Rebecca made her recital debut at age 9, and performed as soloist with the Los Angeles Philharmonic Orchestra when she was 11. At 17, after winning many young artist competitions in the USA she was awarded the unprecedented Special Critics’ Prize at the Seventh International Chopin Piano Competition in Warsaw, an award created in her honor. Additionally, she won the Most Outstanding Musician Prize at the Fifth Vianna Da Motta International Piano Competition (Portugal) and was top prizewinner in the Second Paloma O’Shea International Piano Competition (Spain). She made her New York Debut in Alice Tully Hall in 1972. In 1974, she founded the acclaimed New Arts Trio that twice won the prestigious Naumburg Award for Chamber Music (New York City). The Trio made two USIS Cultural State Department tours of Europe; Rebecca made a solo USIS State Department tour of Japan in 1980.

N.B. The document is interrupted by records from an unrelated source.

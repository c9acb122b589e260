//! Snapshots of row stores and codebooks on disk.
//!
//! # File Format
//!
//! ```text
//! [MAGIC 8B "ADCSNAP\0"][VERSION u32][KIND u32][CONTENTS u32][CHECKSUM u32]
//! [BODY bincode]
//! ```
//!
//! The checksum is CRC32 over the body. Everything loaded is re-validated
//! before it is handed back, so a snapshot edited by hand cannot smuggle in a
//! malformed codebook.
//!
//! # Example
//!
//! ```ignore
//! use adc_search::persistence::Persistable;
//!
//! store.save("vectors.adc")?;
//! let store = MemoryStore::load("vectors.adc")?;
//! ```

mod format;

pub use format::{SnapshotHeader, SnapshotKind, SNAPSHOT_VERSION};

use crate::codebook::Codebook;
use crate::error::{AdcError, Result};
use crate::store::memory::StoreData;
use crate::store::MemoryStore;
use std::path::Path;
use tracing::info;

/// Trait for types that can be persisted to disk.
pub trait Persistable: Sized {
    /// Save to a file, replacing it if it exists.
    ///
    /// # Errors
    /// Returns an error if the file cannot be written or serialization fails.
    fn save(&self, path: impl AsRef<Path>) -> Result<()>;

    /// Load from a file.
    ///
    /// # Errors
    /// Returns an error if the file cannot be read, is corrupted, or has an
    /// incompatible format.
    fn load(path: impl AsRef<Path>) -> Result<Self>;
}

impl Persistable for MemoryStore {
    fn save(&self, path: impl AsRef<Path>) -> Result<()> {
        let (body, header) = self.with_data(|data| -> Result<_> {
            let body = bincode::serialize(data)?;
            let header = SnapshotHeader {
                has_coarse_quantizer: data.coarse.is_some(),
                has_vectors: !data.vector_tables.is_empty(),
                ..SnapshotHeader::for_body(SnapshotKind::Store, &body)
            };
            Ok((body, header))
        })?;

        write_snapshot(path.as_ref(), &header, &body)?;
        info!(path = %path.as_ref().display(), bytes = body.len(), "saved store snapshot");
        Ok(())
    }

    fn load(path: impl AsRef<Path>) -> Result<Self> {
        let bytes = std::fs::read(path.as_ref())?;
        let (header, body) = read_snapshot(&bytes, SnapshotKind::Store)?;
        let data: StoreData = bincode::deserialize(body)?;

        for (name, codebook) in &data.codebooks {
            codebook.validate().map_err(|e| {
                AdcError::invalid_format(format!("codebook {:?} in snapshot: {}", name, e))
            })?;
        }
        if let Some(coarse) = &data.coarse {
            coarse
                .validate()
                .map_err(|e| AdcError::invalid_format(format!("coarse quantizer in snapshot: {}", e)))?;
        }
        if header.has_coarse_quantizer != data.coarse.is_some() {
            return Err(AdcError::invalid_format("coarse quantizer flag disagrees with body"));
        }

        info!(
            path = %path.as_ref().display(),
            codebooks = data.codebooks.len(),
            code_tables = data.code_tables.len(),
            vector_tables = data.vector_tables.len(),
            "loaded store snapshot"
        );
        Ok(MemoryStore::from_data(data))
    }
}

impl Persistable for Codebook {
    fn save(&self, path: impl AsRef<Path>) -> Result<()> {
        let body = bincode::serialize(self)?;
        let header = SnapshotHeader::for_body(SnapshotKind::Codebook, &body);
        write_snapshot(path.as_ref(), &header, &body)
    }

    fn load(path: impl AsRef<Path>) -> Result<Self> {
        let bytes = std::fs::read(path.as_ref())?;
        let (_, body) = read_snapshot(&bytes, SnapshotKind::Codebook)?;
        let codebook: Codebook = bincode::deserialize(body)?;
        codebook.validate()?;
        Ok(codebook)
    }
}

/// Verify the file header and checksum, returning the header and body.
fn read_snapshot(data: &[u8], expected: SnapshotKind) -> Result<(SnapshotHeader, &[u8])> {
    let (header, body) = SnapshotHeader::parse(data, expected)?;
    if crc32fast::hash(body) != header.checksum {
        return Err(AdcError::ChecksumMismatch);
    }

    Ok((header, body))
}

fn write_snapshot(path: &Path, header: &SnapshotHeader, body: &[u8]) -> Result<()> {
    use std::io::Write;

    let mut file = std::fs::File::create(path)?;
    file.write_all(&header.to_bytes())?;
    file.write_all(body)?;
    file.sync_all()?;

    Ok(())
}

Rebecca’s teachers include Aube Tzerko, Leonard Stein, Rosina Lhevinne, Artur Rubinstein, Menahem Pressler, Gyorgy Sebok, Janos Starker, Josef Gingold, and Iannis Xenakis. She has taught and performed in such summer festivals as Sitka, Marlboro, Eastern, Aspen, Vermont Mozart, Montreal, Tel Hai Israel, Shawnigan Johannesen, Peninsula, Roycroft, Mammoth Lakes, Eastern, Music Mountain and Chautauqua.